New Discovery Human Health Published: August 9, 2018

Junk DNA and Cancer: Why the Trash in Your Cells is Very Important


Inside every cell in your body is DNA. Some of this DNA tells the body how to make proteins. However, a lot of this DNA does not make protein and some people call it “junk DNA.” A recent research study showed that variation (differences between individuals) in one particular piece of junk DNA might increase the risk of cancer. The scientists looked at a kind of junk DNA called MSR1 repeats. They showed that MSR1 repeats stuck on the end of cancer-causing genes, forming “tails,” and that shorter tails increased the risk of breast cancer and prostate cancer. This is an exciting finding, because it might allow better diagnosis of and treatments for cancer.

Inside every cell of our bodies is a long, thin molecule called DNA. DNA is your own personal instruction manual and it tells your body everything it needs to know! DNA determines your eye color, skin tone, how tall you are, and even whether your muscles are better at sprinting or running a marathon. Just like a real instruction manual, the instructions in DNA are written in a series of letters. In DNA, there are just four letters–A, T, G, and C. These letters are combined to spell out the instruction for proteins. Proteins are the building blocks of cells. Your brain, heart, and all other organs are made of lots of different proteins.
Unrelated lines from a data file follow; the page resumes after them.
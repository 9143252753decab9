use super::constants::SBOX;
use super::gf256::dbl;
use super::util::add_round_key;

/// Forward cipher. Encrypts one 16 byte block with `Nr + 1` round keys.
///
/// `Start` adds round key 0, rounds `1..Nr` run the full round, and the final round
/// omits MixColumns so that the inverse cipher mirrors it exactly.
#[inline(always)]
pub fn encrypt_block(plaintext: &[u8; 16], round_keys: &[[u8; 16]]) -> [u8; 16] {
    let mut state = *plaintext;
    let nr = round_keys.len() - 1;

    add_round_key(&mut state, &round_keys[0]);

    for round_key in &round_keys[1..nr] {
        sub_bytes(&mut state);
        shift_rows(&mut state);
        mix_columns(&mut state);
        add_round_key(&mut state, round_key);
    }

    sub_bytes(&mut state);
    shift_rows(&mut state);
    add_round_key(&mut state, &round_keys[nr]);

    state
}

/// SubBytes step. Each byte is substituted using the SBOX.
#[inline(always)]
pub(crate) fn sub_bytes(state: &mut [u8; 16]) {
    for byte in state {
        *byte = SBOX[*byte as usize];
    }
}

/// ShiftRows step. Row `r` rotates left by `r` positions.
///
/// Unrolled on the column-major layout, rows live at indices `r, r+4, r+8, r+12`.
#[inline(always)]
pub(crate) fn shift_rows(state: &mut [u8; 16]) {
    let s = *state;

    // row 1: left rotate by 1
    state[1] = s[5];
    state[5] = s[9];
    state[9] = s[13];
    state[13] = s[1];

    // row 2: left rotate by 2
    state[2] = s[10];
    state[6] = s[14];
    state[10] = s[2];
    state[14] = s[6];

    // row 3: left rotate by 3
    state[3] = s[15];
    state[7] = s[3];
    state[11] = s[7];
    state[15] = s[11];
}

/// MixColumns step. Each column is multiplied by a constant matrix in GF(2^8).
/// [ d0 ]      [ 2  3  1  1 ]  [ b0 ]
/// | d1 |  =   | 1  2  3  1 |  | b1 |
/// | d2 |      | 1  1  2  3 |  | b2 |
/// [ d3 ]      [ 3  1  1  2 ]  [ b3 ]
#[inline(always)]
pub(crate) fn mix_columns(state: &mut [u8; 16]) {
    // 2a + 3b = 2(a ^ b) ^ b, so only xtime is needed
    for col in state.chunks_exact_mut(4) {
        let (a, b, c, d) = (col[0], col[1], col[2], col[3]);
        col[0] = dbl(a ^ b) ^ b ^ c ^ d; /* 2a + 3b + 1c + 1d */
        col[1] = dbl(b ^ c) ^ c ^ d ^ a; /* 1a + 2b + 3c + 1d */
        col[2] = dbl(c ^ d) ^ d ^ a ^ b; /* 1a + 1b + 2c + 3d */
        col[3] = dbl(d ^ a) ^ a ^ b ^ c; /* 3a + 1b + 1c + 2d */
    }
}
The DNA letters needed to make one protein are referred to as a “gene.” Can you guess how many genes a human being has?

Over 20,000!

That is right, in every cell of your body, there are over 20,000 genes–each spelling out the instructions for a different protein! The genes are lined up along structures called chromosomes. Chromosomes are huge molecules of DNA that have been coiled up really tightly to fit into the cell. Every human cell has 23 pairs of chromosomes. You can see how DNA, genes, chromosomes, and cells relate to each other in Figure 1.

Figure 1 - You can imagine each cell as a library.
  • Figure 1 - You can imagine each cell as a library.
  • In the library there are 23 pairs of bookcases–and in the cell, there are 23 pairs of chromosomes. On the shelves of the bookcases are books–each book is a gene. The library has two copies of every book, as the bookcases are in pairs, remember! Inside the book are the letters A, T, C, and G in many combinations, which gives the instruction on how to make a single protein.
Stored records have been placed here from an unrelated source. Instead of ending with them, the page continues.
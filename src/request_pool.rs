//! A [RequestPool] is a vec-backed slot allocator handing out generational [RequestId]s.
//!
//! Freed slots go on an intrusive free list and are reused before the vec grows.  Every reuse bumps the slot's
//! generation, so an id kept around after its request was removed is detected as stale rather than silently pointing
//! at whatever moved into the slot.

/// Handle to an item in a [RequestPool].
#[derive(Copy, Clone, Debug, PartialEq, Eq, Hash, PartialOrd, Ord)]
pub struct RequestId {
    index: u32,
    generation: u32,
}

impl RequestId {
    pub fn index(&self) -> u32 {
        self.index
    }

    pub fn generation(&self) -> u32 {
        self.generation
    }
}

struct OccupiedSlot<T> {
    generation: u32,
    item: T,
}

struct EmptySlot {
    /// Generation the next occupant will get.
    generation: u32,
    next_empty: Option<usize>,
}

enum Slot<T> {
    /// This slot is empty, possibly with a pointer at the next empty slot.
    Empty(EmptySlot),
    Occupied(OccupiedSlot<T>),
}

pub struct RequestPool<T> {
    slots: Vec<Slot<T>>,
    empty_head: Option<usize>,
    len: usize,
}

impl<T> Default for RequestPool<T> {
    fn default() -> Self {
        RequestPool::with_capacity(0)
    }
}

impl<T> RequestPool<T> {
    pub fn with_capacity(capacity: usize) -> RequestPool<T> {
        RequestPool {
            slots: Vec::with_capacity(capacity),
            empty_head: None,
            len: 0,
        }
    }

    pub fn len(&self) -> usize {
        self.len
    }

    pub fn is_empty(&self) -> bool {
        self.len == 0
    }

    /// Find an available empty index, or make one if necessary.  Returns the index and the generation to use.
    fn find_empty(&mut self) -> (usize, u32) {
        if let Some(e) = self.empty_head {
            if let Slot::Empty(ref empty) = self.slots[e] {
                self.empty_head = empty.next_empty;
                return (e, empty.generation);
            }
        }

        self.slots.push(Slot::Empty(EmptySlot {
            generation: 0,
            next_empty: None,
        }));
        (self.slots.len() - 1, 0)
    }

    pub fn insert(&mut self, item: T) -> RequestId {
        let (index, generation) = self.find_empty();
        self.slots[index] = Slot::Occupied(OccupiedSlot { generation, item });
        self.len += 1;
        RequestId {
            index: index as u32,
            generation,
        }
    }

    fn occupied(&self, id: RequestId) -> Option<&OccupiedSlot<T>> {
        match self.slots.get(id.index as usize)? {
            Slot::Occupied(slot) if slot.generation == id.generation => Some(slot),
            _ => None,
        }
    }

    pub fn contains(&self, id: RequestId) -> bool {
        self.occupied(id).is_some()
    }

    pub fn get(&self, id: RequestId) -> Option<&T> {
        self.occupied(id).map(|slot| &slot.item)
    }

    pub fn get_mut(&mut self, id: RequestId) -> Option<&mut T> {
        match self.slots.get_mut(id.index as usize)? {
            Slot::Occupied(slot) if slot.generation == id.generation => Some(&mut slot.item),
            _ => None,
        }
    }

    /// Remove an item, making its slot available for reuse under a new generation.
    pub fn remove(&mut self, id: RequestId) -> Option<T> {
        if !self.contains(id) {
            return None;
        }

        let index = id.index as usize;
        let mut old = Slot::Empty(EmptySlot {
            generation: id.generation.wrapping_add(1),
            next_empty: self.empty_head,
        });
        std::mem::swap(&mut old, &mut self.slots[index]);
        self.empty_head = Some(index);
        self.len -= 1;

        match old {
            Slot::Occupied(OccupiedSlot { item, .. }) => Some(item),
            Slot::Empty(_) => None,
        }
    }

    /// Iterate over the live items in slot order.
    pub fn iter(&self) -> impl Iterator<Item = (RequestId, &T)> {
        self.slots
            .iter()
            .enumerate()
            .filter_map(|(index, slot)| match slot {
                Slot::Occupied(slot) => Some((
                    RequestId {
                        index: index as u32,
                        generation: slot.generation,
                    },
                    &slot.item,
                )),
                Slot::Empty(_) => None,
            })
    }

    /// Ids of every live item, for iterating while mutating.
    pub fn ids(&self) -> Vec<RequestId> {
        self.iter().map(|(id, _)| id).collect()
    }
}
The genes are a secret code for proteins, so they are sometimes called “coding DNA.” However, between the genes, there is lots of other DNA letters that do not produce proteins. This is called “non-coding DNA,” because it is not part of the secret protein code. In the past, scientists thought that genes were the only important part of DNA. They called the non-coding bits “junk DNA,” because they thought it was trash! Some of the junk DNA is very repetitive, repeating the same letter sequence again and again–we call this repeat DNA. Yes, I know–scientists are not very imaginative! Take a look at Figure 2 to see how the junk DNA fits around the genes.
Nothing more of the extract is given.